Deux notes non datées adressées par la DGT aux directeurs régionaux des DREETS et des DDETS intitulées respectivement « Les effectifs du SIT : principes, état des lieux et repères » et « Modalités d’exercices des missions » tournent activement dans les services depuis quelques jours. La première note, dite « de calibrage » (aie, aie, aie !!), invite chaque directeur.trice régional.e à définir, sur la base d’un état des effectifs, « l’organisation et le gabarit du SIT sur le périmètre régional », et à établir un plan pluriannuel décrivant son projet et des pistes d’action. La seconde note définit des « lignes directrices » destinées à organiser les modalités d’exercice des missions des agent.es de contrôle de manière à définir « des méthodes d’intervention adaptées ».
Des taux de vacance de sections d’inspection accablants
Pour la première fois, la DGT reconnaît officiellement ce que les organisations syndicales dénoncent déjà depuis des années concernant l’état dramatique des effectifs des services de l’inspection du travail. Ainsi, la DGT recense, au 31 mars 2021[1], pas moins de 260 sections vacantes sur l’ensemble du territoire national, soit un taux de vacance de 12.5 %. Cette situation perdure depuis des années puisque la cour des comptes, dans un rapport d’avril 2020[2], faisait déjà état d’un taux de vacances de plus de 15 % en moyenne en 2017. Malgré les redécoupages successifs destinés à faire chuter artificiellement le nombre de sections vacantes (fin 2016, on décomptait 2210 sections généralistes contre 2069 en 2020, soit une perte de 141 sections en quatre ans), ce taux de vacance était encore de plus de 10 % en 2019. La dernière infographie DGT en date[3] dresse un constat encore plus alarmant puisqu’elle fait état de 1741 sections pourvues pour un nombre de sections théoriques passé de 2068 à 2054, soit une suppression supplémentaire de 14 sections en seulement 5 mois ! Dans certaines régions et territoires, les taux de vacances sont exorbitants (41,18 % en Corse et plus de 20 % en Guyane et en Centre-Val de Loire).
Une inspection du travail dépecée et des services de renseignement à l’os
La DGT reconnaît par ailleurs que 1808 agent.es de contrôle seulement exercent encore leurs missions sur le terrain en section d’inspection et 146 agent.es en unité régionale.

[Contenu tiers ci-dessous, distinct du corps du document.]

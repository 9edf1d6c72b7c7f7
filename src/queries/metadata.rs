use sea_query::{Expr, OnConflict, Query, SqliteQueryBuilder};

use crate::schema::Metadata;

/// SELECT value FROM metadata WHERE key = ?
pub fn select_by_key(key: &str) -> String {
    Query::select()
        .column(Metadata::Value)
        .from(Metadata::Table)
        .and_where(Expr::col(Metadata::Key).eq(key))
        .to_string(SqliteQueryBuilder)
}

/// INSERT INTO metadata (key, value) VALUES (?, ?) ON CONFLICT (key) DO UPDATE SET value = excluded.value
pub fn upsert(key: &str, value: &str) -> String {
    Query::insert()
        .into_table(Metadata::Table)
        .columns([Metadata::Key, Metadata::Value])
        .values_panic([key.into(), value.into()])
        .on_conflict(
            OnConflict::column(Metadata::Key)
                .update_column(Metadata::Value)
                .to_owned(),
        )
        .to_string(SqliteQueryBuilder)
}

A titre de comparaison, à l’issue du PMDIT en 2011, on décomptait au total (UD + UR) 2246 agent.es de contrôles sur le terrain (796 inspecteurs du travail et 1450 contrôleurs du travail), soit une perte sèche de plus de 300 agent.es en dix ans[4] équivalant à 20 % des effectifs !
De leur côté les assistant.es de contrôle ne sont plus aujourd’hui que 629 en ETP (contre 940 en 2009, soit une baisse de presque 33 % des effectifs en à peine plus de dix ans).
La situation des agent.es des services renseignements – que le ministère cherche à remplacer par le code du travail numérique et un serveur vocal interactif – n’est pas plus enviable puisque le ratio y est supérieur à 56.000 salarié.es et à 5.000 établissements par agent.e, pour un total de 365 ETP (contre 580 en 2009, soit une baisse de presque 40 % des effectifs en à peine plus de dix ans.). Là encore, avec de grandes disparités entre régions : un ETP pour 102 529 salarié.es en Ile-de-France, par exemple !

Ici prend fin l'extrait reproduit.